Scan the data beneath this task and copy each line that includes "first".

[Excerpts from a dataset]
..............................
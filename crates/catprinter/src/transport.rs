//! Print transports: the asynchronous `print(bitmap)` capability.

use std::sync::atomic::{AtomicUsize, Ordering};
use std::time::Duration;

use async_trait::async_trait;
use image::RgbaImage;

use crate::ble::BleConnection;
use crate::bitmap::MonoBitmap;
use crate::protocol::GbProtocol;
use crate::{CatPrinterError, Result};

/// Settle time between connecting and the first write.
const CONNECT_SETTLE_DELAY: Duration = Duration::from_millis(500);

/// Default BLE scan window.
pub const DEFAULT_SCAN_TIMEOUT: Duration = Duration::from_secs(10);

/// Something that can put a monochrome bitmap on paper.
///
/// Failures are reported to the caller; transports never retry a job.
#[async_trait]
pub trait PrintTransport: Send + Sync {
    /// Human-readable transport name for logs.
    fn name(&self) -> &str;

    /// Print an already converted bitmap.
    async fn print_bitmap(&self, bitmap: &MonoBitmap) -> Result<()>;

    /// Print a monochrome surface.
    async fn print(&self, surface: &RgbaImage) -> Result<()> {
        let bitmap = MonoBitmap::from_surface(surface)?;
        self.print_bitmap(&bitmap).await
    }
}

/// Prints to a GB series cat printer over BLE, one connection per job.
#[derive(Debug, Clone)]
pub struct BlePrinter {
    address: String,
    scan_timeout: Duration,
    protocol: GbProtocol,
}

impl BlePrinter {
    /// `address` is the printer's MAC address, platform UUID or name.
    pub fn new(address: impl Into<String>) -> Self {
        Self {
            address: address.into(),
            scan_timeout: DEFAULT_SCAN_TIMEOUT,
            protocol: GbProtocol::new(),
        }
    }

    /// Builder: set the BLE scan window.
    pub fn with_scan_timeout(mut self, timeout: Duration) -> Self {
        self.scan_timeout = timeout;
        self
    }
}

#[async_trait]
impl PrintTransport for BlePrinter {
    fn name(&self) -> &str {
        "bluetooth"
    }

    async fn print_bitmap(&self, bitmap: &MonoBitmap) -> Result<()> {
        if self.address.trim().is_empty() {
            return Err(CatPrinterError::NotConfigured);
        }

        let mut conn = BleConnection::new().await?;
        let (service_uuid, fallback_uuid) = self.protocol.scan_uuids();
        let target = conn
            .scan_devices(service_uuid, fallback_uuid, self.scan_timeout)
            .await?
            .into_iter()
            .find(|d| d.matches(&self.address))
            .ok_or(CatPrinterError::PrinterNotFound)?;

        conn.connect(&target, self.protocol.tx_characteristic())
            .await?;
        tokio::time::sleep(CONNECT_SETTLE_DELAY).await;

        let send_result = send_job(&conn, &self.protocol, bitmap).await;
        let disconnect_result = conn.disconnect().await;
        finalize_results(send_result, disconnect_result)
    }
}

async fn send_job(conn: &BleConnection, protocol: &GbProtocol, bitmap: &MonoBitmap) -> Result<()> {
    tracing::info!(
        rows = bitmap.height(),
        black_pixels = bitmap.black_pixel_count(),
        "Sending print job"
    );
    for cmd in protocol.job(bitmap) {
        conn.write_data(&cmd).await?;
    }
    Ok(())
}

/// Merge the send and disconnect outcomes, keeping both messages when both
/// failed.
fn finalize_results(send: Result<()>, disconnect: Result<()>) -> Result<()> {
    match (send, disconnect) {
        (Ok(()), Ok(())) => Ok(()),
        (Err(send_err), Ok(())) => Err(send_err),
        (Ok(()), Err(disconnect_err)) => Err(disconnect_err),
        (Err(send_err), Err(disconnect_err)) => Err(CatPrinterError::SendAndDisconnect {
            send: send_err.to_string(),
            disconnect: disconnect_err.to_string(),
        }),
    }
}

/// Encodes jobs and logs them instead of printing.
#[derive(Debug, Default)]
pub struct DryRunPrinter {
    protocol: GbProtocol,
    jobs: AtomicUsize,
}

impl DryRunPrinter {
    pub fn new() -> Self {
        Self::default()
    }

    /// Number of jobs accepted so far.
    pub fn job_count(&self) -> usize {
        self.jobs.load(Ordering::Relaxed)
    }
}

#[async_trait]
impl PrintTransport for DryRunPrinter {
    fn name(&self) -> &str {
        "dry-run"
    }

    async fn print_bitmap(&self, bitmap: &MonoBitmap) -> Result<()> {
        let bytes: usize = self.protocol.job(bitmap).iter().map(Vec::len).sum();
        self.jobs.fetch_add(1, Ordering::Relaxed);
        tracing::info!(
            rows = bitmap.height(),
            black_pixels = bitmap.black_pixel_count(),
            bytes,
            "Print job (dry run)"
        );
        Ok(())
    }
}

#[cfg(test)]
mod tests {
    use super::*;
    use crate::PRINT_WIDTH;
    use image::Rgba;

    #[test]
    fn test_finalize_results_prefers_send_error() {
        let result = finalize_results(Err(CatPrinterError::NotConnected), Ok(()));
        assert!(matches!(result, Err(CatPrinterError::NotConnected)));
    }

    #[test]
    fn test_finalize_results_returns_disconnect_error() {
        let result = finalize_results(
            Ok(()),
            Err(CatPrinterError::BleConnection("disconnect failed".into())),
        );
        assert!(matches!(result, Err(CatPrinterError::BleConnection(_))));
    }

    #[test]
    fn test_finalize_results_reports_both_errors() {
        let result = finalize_results(
            Err(CatPrinterError::BleWrite("send failed".into())),
            Err(CatPrinterError::BleConnection("disconnect failed".into())),
        );
        assert_eq!(
            result.unwrap_err().to_string(),
            "BLE write error: send failed; disconnect also failed: BLE connection error: disconnect failed"
        );
    }

    #[tokio::test]
    async fn test_dry_run_accepts_monochrome_surface() {
        let printer = DryRunPrinter::new();
        let surface = RgbaImage::from_pixel(PRINT_WIDTH, 3, Rgba([0, 0, 0, 255]));

        printer.print(&surface).await.unwrap();

        assert_eq!(printer.job_count(), 1);
    }

    #[tokio::test]
    async fn test_dry_run_rejects_wrong_width_before_counting() {
        let printer = DryRunPrinter::new();
        let surface = RgbaImage::from_pixel(10, 3, Rgba([0, 0, 0, 255]));

        let result = printer.print(&surface).await;

        assert!(matches!(
            result,
            Err(CatPrinterError::InvalidImageSize { .. })
        ));
        assert_eq!(printer.job_count(), 0);
    }

    #[tokio::test]
    async fn test_ble_printer_requires_address() {
        let printer = BlePrinter::new("  ");
        let surface = RgbaImage::from_pixel(PRINT_WIDTH, 1, Rgba([255, 255, 255, 255]));
        let result = printer.print(&surface).await;
        assert!(matches!(result, Err(CatPrinterError::NotConfigured)));
    }
}
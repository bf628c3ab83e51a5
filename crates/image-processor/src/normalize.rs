//! Contrast stretching of an intensity field.

use tracing::debug;

use crate::field::IntensityField;

/// Full-scale intensity after stretching.
const MAX_INTENSITY: f32 = 255.0;

/// Stretch samples linearly so the darkest maps to 0 and the lightest to 255.
///
/// A uniform field has no contrast to stretch and is left untouched. Returns
/// the observed `(min, max)` range, or `None` for an empty field.
pub fn normalize(field: &mut IntensityField) -> Option<(f32, f32)> {
    let (min, max) = field.min_max()?;
    let range = max - min;

    if range > 0.0 {
        debug!(min, max, "Stretching contrast to full range");
        for sample in field.samples_mut() {
            *sample = (*sample - min) / range * MAX_INTENSITY;
        }
    } else {
        debug!(value = min, "Uniform image, skipping contrast stretch");
    }

    Some((min, max))
}
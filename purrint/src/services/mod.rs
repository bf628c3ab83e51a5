//! Application services: conversion, session state and printer access.

pub mod printer;
pub mod render;
pub mod session;

pub use printer::{DiscoveredPrinter, scan_printers, transport_for};
pub use render::{ImageSource, render_source, write_preview};
pub use session::{RenderSession, Rendered};
use catprinter::CatPrinterError;
use image_processor::RenderError;

/// Errors surfaced to the user by the conversion and print services.
#[derive(Debug, thiserror::Error)]
pub enum ServiceError {
    #[error("Rendering failed: {0}")]
    Render(#[from] RenderError),

    #[error("Printing failed: {0}")]
    Printer(#[from] CatPrinterError),

    #[error("Failed to read image: {0}")]
    Io(#[from] std::io::Error),

    #[error("Failed to encode preview: {0}")]
    Encode(String),

    #[error("Conversion task failed: {0}")]
    Task(String),

    #[error("Please select an image first")]
    NoImageSelected,

    #[error("Conversion superseded by a newer image")]
    Superseded,
}
//! Printer wire protocol.
//!
//! Only the GB series (magic bytes 0x51, 0x78) is supported; it covers the
//! common 384px cat printers.

pub mod gb;

pub use gb::GbProtocol;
..............................
Written solution:
/// Settle time between connecting and the first write.
    #[error("Please select an image first")]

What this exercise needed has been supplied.